Sony wanted to know how to bring the level of mobile gaming up, so they surveyed people. "We asked people if they wanted God of War on a mobile phone, and they said 'Not really.'" said Mahoney. "Why not? They said they were really terrified that an amazing experience like that would kill their battery. They were also concerned that it was going to be really immersive and take lots of time. We heard this from a ton of people nationwide; they were worried about missing calls. It makes sense, because when we delved into why, people said 'My phone is a communications device, first and foremost.' Gaming is a secondary use case, and it can't cannibalize the communication capability."
"What people were saying is not that we have to fit these games into the device, but fit these games into how people use it," Mahoney explained. "People are using games during these little bursts of time. So we thought, what is a console game? A console game is ten 30-60-minute levels. Mobile games are like hundreds of levels that are three to six minutes, sometimes even less. What if we take the higher quality graphics, and the narratives that everyone is asking for, and we put it on a mobile phone and fit it into these little bursts of time. We took that back to consumers, and they said 'Yes, that's it exactly, that's what we want.'"
It wasn't that simple, though. "To deliver that level of game experience, to that many people, in a way where there's great quality but also enough quantity to keep them engaged, that's going to take a lot of work," Mahoney said. "We knew we couldn't do it ourselves. So we did what people would consider an atypical thing for a console company: We opened the platform. That was around the time we launched the PlayStation Mobile Developer program. You pay $99 a year, you have unlimited publishes on the platform, one global contract, and unified developer resources online. This is really revolutionary for console companies."
"A console game is ten 30-60-minute levels. Mobile games are like hundreds of levels that are three to six minutes, sometimes even less"
The final piece of the puzzle was to give developers a good reason to put games on the platform. "There are plenty of open platforms, so we knew we needed something more," Mahoney said. "We have a big audience of gamers. We want to take the best games and elevate them. We want you to come in and feel that you're finding something that's relevant to you and high quality."
It's still early days for the PlayStation Mobile platform, and as mobile hardware power improves there will be more devices capable of providing higher-quality output. It's too soon to tell if this initiative will really have a big impact on mobile gaming. The interesting question is whether some of this can work in the opposite direction; can the flexible business models and ease of development make their way to consoles?

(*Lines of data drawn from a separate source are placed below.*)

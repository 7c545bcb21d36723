//! Pass/fail judgment.
//!
//! Judgment is pure: it takes the declared [`Expectation`] and what actually
//! happened, and returns a [`Verdict`]. Turning a failed verdict into a
//! non-zero exit status is the caller's job.

use serde::{Deserialize, Serialize};

use crate::descriptor::{Expectation, TestKind};

/// Build and run results of one test.
#[derive(Debug, Clone, Serialize, Deserialize, PartialEq, Eq)]
pub struct ExecutionOutcome {
    pub build_succeeded: bool,

    /// `None` when no run was attempted or the program was killed by a signal.
    pub run_exit_code: Option<i32>,

    /// `None` when no run was attempted.
    pub run_stdout: Option<String>,
}

impl ExecutionOutcome {
    /// Outcome of a build that was not followed by a run.
    pub fn build_only(build_succeeded: bool) -> Self {
        Self {
            build_succeeded,
            run_exit_code: None,
            run_stdout: None,
        }
    }

    /// Outcome of a successful build followed by a run.
    pub fn ran(run_exit_code: Option<i32>, run_stdout: String) -> Self {
        Self {
            build_succeeded: true,
            run_exit_code,
            run_stdout: Some(run_stdout),
        }
    }

    fn run_succeeded(&self) -> bool {
        self.run_exit_code == Some(0)
    }
}

/// Why a test failed.
#[derive(Debug, Clone, PartialEq, Eq, Serialize, Deserialize, thiserror::Error)]
#[serde(tag = "kind", rename_all = "snake_case")]
pub enum Mismatch {
    #[error("Expected compilation result: \"{expected}\", but got: \"{actual}\".")]
    CompilationResult { expected: String, actual: String },

    #[error("This is a runtime test, but the compilation of the test's sources failed.")]
    RuntimeBuildFailed,

    #[error("This runtime test must have failed, but ran successfully.")]
    UnexpectedRunSuccess,

    #[error(
        "This runtime test must have succeeded, but failed (exit code: {}).",
        describe_exit(.exit_code)
    )]
    UnexpectedRunFailure { exit_code: Option<i32> },

    #[error("Expected runtime result: \"{expected}\", but got: \"{actual}\".")]
    OutputMismatch { expected: String, actual: String },
}

fn describe_exit(exit_code: &Option<i32>) -> String {
    match exit_code {
        Some(code) => code.to_string(),
        None => "terminated by signal".to_string(),
    }
}

/// Terminal result of judging one test.
#[derive(Debug, Clone, PartialEq, Eq, Serialize, Deserialize)]
#[serde(tag = "status", content = "mismatch", rename_all = "snake_case")]
pub enum Verdict {
    Pass,
    Fail(Mismatch),
}

impl Verdict {
    pub fn passed(&self) -> bool {
        matches!(self, Verdict::Pass)
    }

    /// The failure reason, if any.
    pub fn mismatch(&self) -> Option<&Mismatch> {
        match self {
            Verdict::Pass => None,
            Verdict::Fail(mismatch) => Some(mismatch),
        }
    }
}

/// Judge a compilation test.
///
/// `actual` is the build result spelled as in descriptors (`"ok"` or
/// `"fail"`); it must equal the declared expectation.
pub fn judge_compilation(expected: &Expectation, actual: &str) -> Verdict {
    let expected_str = expected.as_result_str(TestKind::Compilation);
    if expected_str == actual {
        Verdict::Pass
    } else {
        Verdict::Fail(Mismatch::CompilationResult {
            expected: expected_str.to_string(),
            actual: actual.to_string(),
        })
    }
}

/// Judge a runtime test.
///
/// Rules apply in order:
/// 1. a failed build always fails the test;
/// 2. exit zero while a failure was expected fails;
/// 3. non-zero exit while anything else was expected fails;
/// 4. `Success` and `Failure` pass without looking at the output;
/// 5. otherwise stdout must equal the expected literal exactly.
///
/// A `Failure` expectation is satisfied by any non-zero exit. The output of
/// a crashing program is not compared against the `_fail` sentinel.
pub fn judge_runtime(expected: &Expectation, outcome: &ExecutionOutcome) -> Verdict {
    if !outcome.build_succeeded {
        return Verdict::Fail(Mismatch::RuntimeBuildFailed);
    }

    let ran_ok = outcome.run_succeeded();
    if ran_ok && expected.is_failure() {
        return Verdict::Fail(Mismatch::UnexpectedRunSuccess);
    }
    if !ran_ok && !expected.is_failure() {
        return Verdict::Fail(Mismatch::UnexpectedRunFailure {
            exit_code: outcome.run_exit_code,
        });
    }

    match expected {
        Expectation::Success | Expectation::Failure => Verdict::Pass,
        Expectation::Output(literal) => {
            let actual = outcome.run_stdout.as_deref().unwrap_or_default();
            if literal == actual {
                Verdict::Pass
            } else {
                Verdict::Fail(Mismatch::OutputMismatch {
                    expected: literal.clone(),
                    actual: actual.to_string(),
                })
            }
        }
    }
}
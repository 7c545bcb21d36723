//! Build and run invocation against a staged environment.

use async_trait::async_trait;
use serde::{Deserialize, Serialize};
use tracing::info;

use crate::command::{self, CommandSpec, OutputMode};
use crate::error::{HarnessError, Result};
use crate::stage::StagedEnvironment;

/// Terminal signal of the external build step.
#[derive(Debug, Clone, Copy, Serialize, Deserialize, PartialEq, Eq)]
pub struct BuildOutcome {
    /// `None` when the build was terminated by a signal.
    pub exit_code: Option<i32>,
    pub duration_ms: u64,
}

impl BuildOutcome {
    pub fn succeeded(&self) -> bool {
        self.exit_code == Some(0)
    }

    /// `"ok"` or `"fail"`, as written in compilation descriptors.
    pub fn result_str(&self) -> &'static str {
        if self.succeeded() {
            "ok"
        } else {
            "fail"
        }
    }
}

/// Exit status and captured output of the produced program.
#[derive(Debug, Clone, Serialize, Deserialize, PartialEq, Eq)]
pub struct RunOutcome {
    /// `None` when the program was terminated by a signal.
    pub exit_code: Option<i32>,
    pub stdout: String,
    pub stderr: String,
    pub duration_ms: u64,
}

/// The external toolchain a test is built and run with.
#[async_trait]
pub trait Toolchain: Send + Sync {
    /// Run the build step once and report its exit status.
    async fn build(&self, env: &StagedEnvironment) -> Result<BuildOutcome>;

    /// Run the produced program once, capturing its stdout.
    async fn run(&self, env: &StagedEnvironment) -> Result<RunOutcome>;
}

/// Toolchain backed by external commands.
#[derive(Debug, Clone)]
pub struct CommandToolchain {
    build: CommandSpec,
    run: Option<CommandSpec>,
}

impl CommandToolchain {
    pub fn new(build: CommandSpec, run: Option<CommandSpec>) -> Self {
        Self { build, run }
    }
}

#[async_trait]
impl Toolchain for CommandToolchain {
    async fn build(&self, env: &StagedEnvironment) -> Result<BuildOutcome> {
        info!(environment = %env.root().display(), "Building staged sources");

        // Build logs go straight to the CI log; only the exit code matters.
        let output = command::execute("build", &self.build, env.root(), OutputMode::Inherit).await?;

        info!(
            exit_code = ?output.exit_code,
            duration_ms = output.duration_ms,
            "Build finished"
        );

        Ok(BuildOutcome {
            exit_code: output.exit_code,
            duration_ms: output.duration_ms,
        })
    }

    async fn run(&self, env: &StagedEnvironment) -> Result<RunOutcome> {
        let Some(run) = &self.run else {
            return Err(HarnessError::InvalidConfig(
                "no run command configured for this environment".to_string(),
            ));
        };

        info!(environment = %env.root().display(), "Running built program");

        let output = command::execute("run", run, env.root(), OutputMode::Capture).await?;

        info!(
            exit_code = ?output.exit_code,
            duration_ms = output.duration_ms,
            "Run finished"
        );

        Ok(RunOutcome {
            exit_code: output.exit_code,
            stdout: output.stdout,
            stderr: output.stderr,
            duration_ms: output.duration_ms,
        })
    }
}
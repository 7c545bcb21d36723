// End-to-end tests of the `langtest` binary against a throwaway suite.
// Requires: assert_cmd, predicates crates in [dev-dependencies]

use std::fs;
use std::path::Path;

use assert_cmd::Command;
use predicates::prelude::PredicateBooleanExt;
use predicates::str::contains;
use serde_json::{json, Value};
use tempfile::TempDir;

fn write_test(root: &Path, name: &str, descriptor: Value, stdout: Option<&str>) {
    let dir = root.join("tests").join(name);
    fs::create_dir_all(&dir).unwrap();
    fs::write(dir.join("test.json"), descriptor.to_string()).unwrap();
    fs::write(dir.join("main.eo"), "[] > main").unwrap();
    if let Some(stdout) = stdout {
        fs::write(dir.join("expected_stdout"), stdout).unwrap();
    }
}

/// Suite whose "build" always succeeds and whose "run" prints the staged
/// `expected_stdout` file.
fn suite() -> TempDir {
    let root = tempfile::tempdir().unwrap();
    for env in ["compilation", "runtime"] {
        fs::create_dir_all(root.path().join("envs").join(env).join("src")).unwrap();
    }

    let config = json!({
        "tests_root": root.path().join("tests"),
        "environments_root": root.path().join("envs"),
        "sources_subdir": "src",
        "work_root": root.path().join("work"),
        "compilation": {
            "directory": "compilation",
            "build": { "command": ["true"] }
        },
        "runtime": {
            "directory": "runtime",
            "build": { "command": ["true"] },
            "run": { "command": ["sh", "-c", "cat {env}/src/expected_stdout"] }
        }
    });
    fs::write(root.path().join("langtest.json"), config.to_string()).unwrap();

    write_test(
        root.path(),
        "compiles",
        json!({"type": "compilation", "active": true, "result": "ok"}),
        None,
    );
    write_test(
        root.path(),
        "must-not-compile",
        json!({"type": "compilation", "active": true, "result": "fail"}),
        None,
    );
    write_test(
        root.path(),
        "disabled",
        json!({"type": "compilation", "active": false, "result": "ok"}),
        None,
    );
    write_test(
        root.path(),
        "prints-42",
        json!({"type": "runtime", "active": true, "result": "42\n"}),
        Some("42\n"),
    );
    root
}

fn langtest(root: &TempDir) -> Command {
    let mut cmd = Command::cargo_bin("langtest").unwrap();
    cmd.env_remove("RUST_LOG")
        .env_remove("LANGTEST_TESTS_ROOT")
        .env_remove("LANGTEST_ENVIRONMENTS_ROOT")
        .env_remove("LANGTEST_STAGING")
        .env("LANGTEST_CONFIG", root.path().join("langtest.json"));
    cmd
}

#[test]
fn matrix_prints_set_output_for_active_tests_of_kind() {
    let root = suite();
    let output = langtest(&root)
        .args(["matrix", "--kind", "compilation"])
        .output()
        .unwrap();
    assert!(output.status.success());

    let stdout = String::from_utf8(output.stdout).unwrap();
    let body = stdout
        .trim_end()
        .strip_prefix("::set-output name=matrix::")
        .expect("set-output prefix");
    let matrix: Value = serde_json::from_str(body).unwrap();
    let mut dirs: Vec<&str> = matrix["include"]
        .as_array()
        .unwrap()
        .iter()
        .map(|entry| entry["directory"].as_str().unwrap())
        .collect();
    dirs.sort();
    assert_eq!(dirs, vec!["compiles", "must-not-compile"]);
}

#[test]
fn matrix_all_includes_inactive_tests() {
    let root = suite();
    let output = langtest(&root)
        .args(["matrix", "--all", "--format", "json"])
        .output()
        .unwrap();
    assert!(output.status.success());

    let matrix: Value = serde_json::from_slice(&output.stdout).unwrap();
    assert_eq!(matrix["include"].as_array().unwrap().len(), 4);
}

#[test]
fn matrix_fails_on_malformed_descriptor() {
    let root = suite();
    let broken = root.path().join("tests").join("broken");
    fs::create_dir_all(&broken).unwrap();
    fs::write(broken.join("test.json"), "{\"type\": ").unwrap();

    langtest(&root)
        .args(["matrix", "--kind", "runtime"])
        .assert()
        .failure()
        .stderr(contains("malformed descriptor"));
}

#[test]
fn run_passing_compilation_test_prints_ok() {
    let root = suite();
    langtest(&root)
        .args(["run", "compiles", "--kind", "compilation"])
        .assert()
        .success()
        .stdout(contains("OK!"));
}

#[test]
fn run_compilation_mismatch_exits_nonzero() {
    let root = suite();
    langtest(&root)
        .args(["run", "must-not-compile"])
        .assert()
        .failure()
        .stderr(contains("Expected compilation result").and(contains("\"fail\"")));
}

#[test]
fn run_runtime_test_writes_report() {
    let root = suite();
    let report_path = root.path().join("report.json");

    langtest(&root)
        .args(["run", "prints-42", "--report"])
        .arg(&report_path)
        .assert()
        .success()
        .stdout(contains("OK!"));

    let report: Value = serde_json::from_str(&fs::read_to_string(&report_path).unwrap()).unwrap();
    assert_eq!(report["directory"], "prints-42");
    assert_eq!(report["verdict"]["status"], "pass");
    assert_eq!(report["run_stdout"], "42\n");
}

#[test]
fn run_rejects_wrong_kind() {
    let root = suite();
    langtest(&root)
        .args(["run", "prints-42", "--kind", "compilation"])
        .assert()
        .failure()
        .stderr(contains("unknown type of the test"));
}

#[test]
fn run_rejects_nested_test_name() {
    let root = suite();
    write_test(
        root.path(),
        "group/compiles",
        json!({"type": "compilation", "active": true, "result": "fail"}),
        None,
    );

    langtest(&root)
        .args(["run", "group/compiles"])
        .assert()
        .failure()
        .stderr(contains("invalid test name 'group/compiles'"));
}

Sony does intend to bring some of that thinking back to the console business, from what Mahoney said. The technical aspects of Sony's soon-to-be-announced new console will be important, no doubt; exceptional graphics and other capabilities will intrigue developers and gamers alike. The competition for console games, though, isn't just about tech specs. Developers have been attracted to online and mobile platforms because of the ease of publishing, the fact that there's little or no bureaucracy to navigate for online or mobile games can be a deciding factor in platform development decisions. Innovations in the way Sony does business with developers may have as much of an impact on the success of a new console as any technical feature.